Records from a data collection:
-*-*-
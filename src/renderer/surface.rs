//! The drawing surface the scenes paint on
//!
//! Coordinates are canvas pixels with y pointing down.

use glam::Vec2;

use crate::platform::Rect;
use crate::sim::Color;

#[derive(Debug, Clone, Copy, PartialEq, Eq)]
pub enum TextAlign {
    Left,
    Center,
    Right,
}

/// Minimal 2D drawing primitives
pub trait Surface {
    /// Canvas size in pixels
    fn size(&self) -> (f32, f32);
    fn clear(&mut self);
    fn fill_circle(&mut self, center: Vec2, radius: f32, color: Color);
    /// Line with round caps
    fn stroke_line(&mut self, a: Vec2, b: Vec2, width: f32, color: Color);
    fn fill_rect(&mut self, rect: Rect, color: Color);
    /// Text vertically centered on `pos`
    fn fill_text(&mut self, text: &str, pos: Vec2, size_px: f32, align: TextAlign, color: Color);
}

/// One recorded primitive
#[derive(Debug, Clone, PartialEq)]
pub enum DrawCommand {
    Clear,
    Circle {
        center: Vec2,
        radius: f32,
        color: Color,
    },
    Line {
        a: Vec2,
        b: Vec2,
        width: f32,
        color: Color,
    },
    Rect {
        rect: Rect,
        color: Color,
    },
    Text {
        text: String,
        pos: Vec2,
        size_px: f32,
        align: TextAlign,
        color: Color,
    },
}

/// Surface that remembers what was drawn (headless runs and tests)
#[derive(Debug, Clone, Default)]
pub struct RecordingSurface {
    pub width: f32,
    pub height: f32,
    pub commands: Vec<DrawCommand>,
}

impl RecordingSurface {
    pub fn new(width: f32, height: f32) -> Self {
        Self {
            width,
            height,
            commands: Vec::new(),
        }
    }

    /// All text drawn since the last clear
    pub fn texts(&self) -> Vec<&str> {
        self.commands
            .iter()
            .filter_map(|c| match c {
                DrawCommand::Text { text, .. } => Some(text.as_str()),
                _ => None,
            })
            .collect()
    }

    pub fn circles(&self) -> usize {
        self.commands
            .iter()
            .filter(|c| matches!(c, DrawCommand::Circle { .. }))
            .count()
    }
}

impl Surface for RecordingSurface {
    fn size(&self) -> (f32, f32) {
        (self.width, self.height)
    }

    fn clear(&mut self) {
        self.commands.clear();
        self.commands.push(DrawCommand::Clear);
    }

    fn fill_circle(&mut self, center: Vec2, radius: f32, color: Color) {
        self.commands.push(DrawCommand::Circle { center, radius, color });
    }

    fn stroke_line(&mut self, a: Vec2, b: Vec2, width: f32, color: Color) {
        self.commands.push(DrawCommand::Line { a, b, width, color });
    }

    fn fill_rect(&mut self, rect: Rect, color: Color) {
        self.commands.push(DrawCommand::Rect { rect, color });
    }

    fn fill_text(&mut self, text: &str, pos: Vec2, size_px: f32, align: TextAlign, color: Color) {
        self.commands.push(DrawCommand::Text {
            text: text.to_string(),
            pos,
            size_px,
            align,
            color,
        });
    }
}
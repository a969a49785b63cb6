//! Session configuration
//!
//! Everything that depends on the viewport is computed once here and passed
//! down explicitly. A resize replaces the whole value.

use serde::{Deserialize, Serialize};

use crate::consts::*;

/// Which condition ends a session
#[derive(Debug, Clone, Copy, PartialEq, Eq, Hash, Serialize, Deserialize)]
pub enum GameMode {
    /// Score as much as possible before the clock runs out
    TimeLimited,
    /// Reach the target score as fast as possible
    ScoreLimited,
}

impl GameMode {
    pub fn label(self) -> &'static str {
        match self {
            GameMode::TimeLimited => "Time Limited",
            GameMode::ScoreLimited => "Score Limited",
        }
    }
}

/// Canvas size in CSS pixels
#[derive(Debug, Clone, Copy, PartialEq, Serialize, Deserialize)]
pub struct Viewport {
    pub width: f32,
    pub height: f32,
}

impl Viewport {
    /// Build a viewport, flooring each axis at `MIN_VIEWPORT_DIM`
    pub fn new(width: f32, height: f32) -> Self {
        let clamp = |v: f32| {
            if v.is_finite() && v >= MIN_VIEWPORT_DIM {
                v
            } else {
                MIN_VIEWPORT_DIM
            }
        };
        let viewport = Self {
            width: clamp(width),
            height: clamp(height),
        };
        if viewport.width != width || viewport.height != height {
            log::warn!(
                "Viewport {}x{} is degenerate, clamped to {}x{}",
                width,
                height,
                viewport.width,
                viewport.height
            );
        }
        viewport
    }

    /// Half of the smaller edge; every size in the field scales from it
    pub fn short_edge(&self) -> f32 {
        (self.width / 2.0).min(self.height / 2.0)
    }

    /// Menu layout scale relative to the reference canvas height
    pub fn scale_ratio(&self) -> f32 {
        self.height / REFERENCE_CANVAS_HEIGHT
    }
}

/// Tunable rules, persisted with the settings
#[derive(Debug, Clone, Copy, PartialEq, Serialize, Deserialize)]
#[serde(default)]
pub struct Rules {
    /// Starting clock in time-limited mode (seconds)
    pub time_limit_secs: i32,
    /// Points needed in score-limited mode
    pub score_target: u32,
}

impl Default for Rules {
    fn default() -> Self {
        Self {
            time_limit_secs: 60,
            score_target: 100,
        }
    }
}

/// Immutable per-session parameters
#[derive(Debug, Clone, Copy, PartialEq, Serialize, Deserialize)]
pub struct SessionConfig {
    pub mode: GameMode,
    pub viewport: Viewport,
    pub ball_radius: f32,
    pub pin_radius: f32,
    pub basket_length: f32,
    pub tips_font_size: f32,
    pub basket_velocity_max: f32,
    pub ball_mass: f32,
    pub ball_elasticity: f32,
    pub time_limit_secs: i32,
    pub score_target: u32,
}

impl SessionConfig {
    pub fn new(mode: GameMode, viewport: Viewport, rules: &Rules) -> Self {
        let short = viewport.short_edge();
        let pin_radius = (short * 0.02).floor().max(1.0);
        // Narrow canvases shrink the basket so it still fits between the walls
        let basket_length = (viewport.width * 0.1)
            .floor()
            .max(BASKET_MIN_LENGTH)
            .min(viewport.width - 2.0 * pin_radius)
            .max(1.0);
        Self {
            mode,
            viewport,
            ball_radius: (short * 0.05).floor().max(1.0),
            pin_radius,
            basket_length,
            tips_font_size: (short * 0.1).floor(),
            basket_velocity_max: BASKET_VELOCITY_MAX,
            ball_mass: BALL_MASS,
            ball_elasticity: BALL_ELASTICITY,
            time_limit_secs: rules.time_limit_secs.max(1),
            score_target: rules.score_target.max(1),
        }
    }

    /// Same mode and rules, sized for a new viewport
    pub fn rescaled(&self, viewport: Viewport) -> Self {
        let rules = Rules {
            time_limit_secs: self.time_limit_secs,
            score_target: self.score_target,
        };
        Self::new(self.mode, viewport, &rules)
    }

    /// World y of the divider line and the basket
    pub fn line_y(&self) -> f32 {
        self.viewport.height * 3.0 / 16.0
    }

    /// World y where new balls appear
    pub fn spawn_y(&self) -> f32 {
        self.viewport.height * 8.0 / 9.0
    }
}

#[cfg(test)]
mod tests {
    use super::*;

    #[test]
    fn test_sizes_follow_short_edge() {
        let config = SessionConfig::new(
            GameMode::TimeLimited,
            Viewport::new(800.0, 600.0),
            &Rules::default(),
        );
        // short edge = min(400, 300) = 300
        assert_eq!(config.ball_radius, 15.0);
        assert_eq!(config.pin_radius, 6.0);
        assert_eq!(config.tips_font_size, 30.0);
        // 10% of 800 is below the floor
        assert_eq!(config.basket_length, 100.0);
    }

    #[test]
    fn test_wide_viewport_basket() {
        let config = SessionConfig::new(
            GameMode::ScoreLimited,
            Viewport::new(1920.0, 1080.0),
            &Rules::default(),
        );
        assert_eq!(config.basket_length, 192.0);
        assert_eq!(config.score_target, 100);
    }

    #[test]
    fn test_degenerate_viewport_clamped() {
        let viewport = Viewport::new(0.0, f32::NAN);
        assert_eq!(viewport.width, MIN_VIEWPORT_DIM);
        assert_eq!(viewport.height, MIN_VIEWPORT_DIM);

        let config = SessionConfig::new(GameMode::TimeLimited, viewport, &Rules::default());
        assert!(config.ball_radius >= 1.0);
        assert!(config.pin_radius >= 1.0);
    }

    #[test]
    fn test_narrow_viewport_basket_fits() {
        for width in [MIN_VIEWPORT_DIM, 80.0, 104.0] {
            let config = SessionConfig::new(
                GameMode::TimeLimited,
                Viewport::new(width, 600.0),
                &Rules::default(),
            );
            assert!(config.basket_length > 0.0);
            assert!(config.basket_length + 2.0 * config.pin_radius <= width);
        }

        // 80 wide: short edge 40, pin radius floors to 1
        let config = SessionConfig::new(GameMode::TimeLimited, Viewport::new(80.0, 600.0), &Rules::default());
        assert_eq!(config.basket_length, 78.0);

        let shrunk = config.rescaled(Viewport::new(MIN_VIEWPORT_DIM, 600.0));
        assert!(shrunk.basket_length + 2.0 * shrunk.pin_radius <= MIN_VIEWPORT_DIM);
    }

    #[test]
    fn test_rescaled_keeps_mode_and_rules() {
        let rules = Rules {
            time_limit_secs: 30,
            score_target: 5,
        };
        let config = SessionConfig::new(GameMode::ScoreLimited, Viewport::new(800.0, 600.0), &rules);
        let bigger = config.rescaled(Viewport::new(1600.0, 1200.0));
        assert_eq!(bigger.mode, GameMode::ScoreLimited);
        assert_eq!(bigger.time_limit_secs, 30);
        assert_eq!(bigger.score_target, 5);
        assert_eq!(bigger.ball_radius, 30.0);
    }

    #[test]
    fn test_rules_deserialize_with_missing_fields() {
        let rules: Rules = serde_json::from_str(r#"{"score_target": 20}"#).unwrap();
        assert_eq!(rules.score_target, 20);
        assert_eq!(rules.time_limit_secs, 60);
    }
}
-*-*-
## Task goal
Sift the data above for lines with "drawing", then copy each one.

## Solution below
//! The drawing surface the scenes paint on
/// Minimal 2D drawing primitives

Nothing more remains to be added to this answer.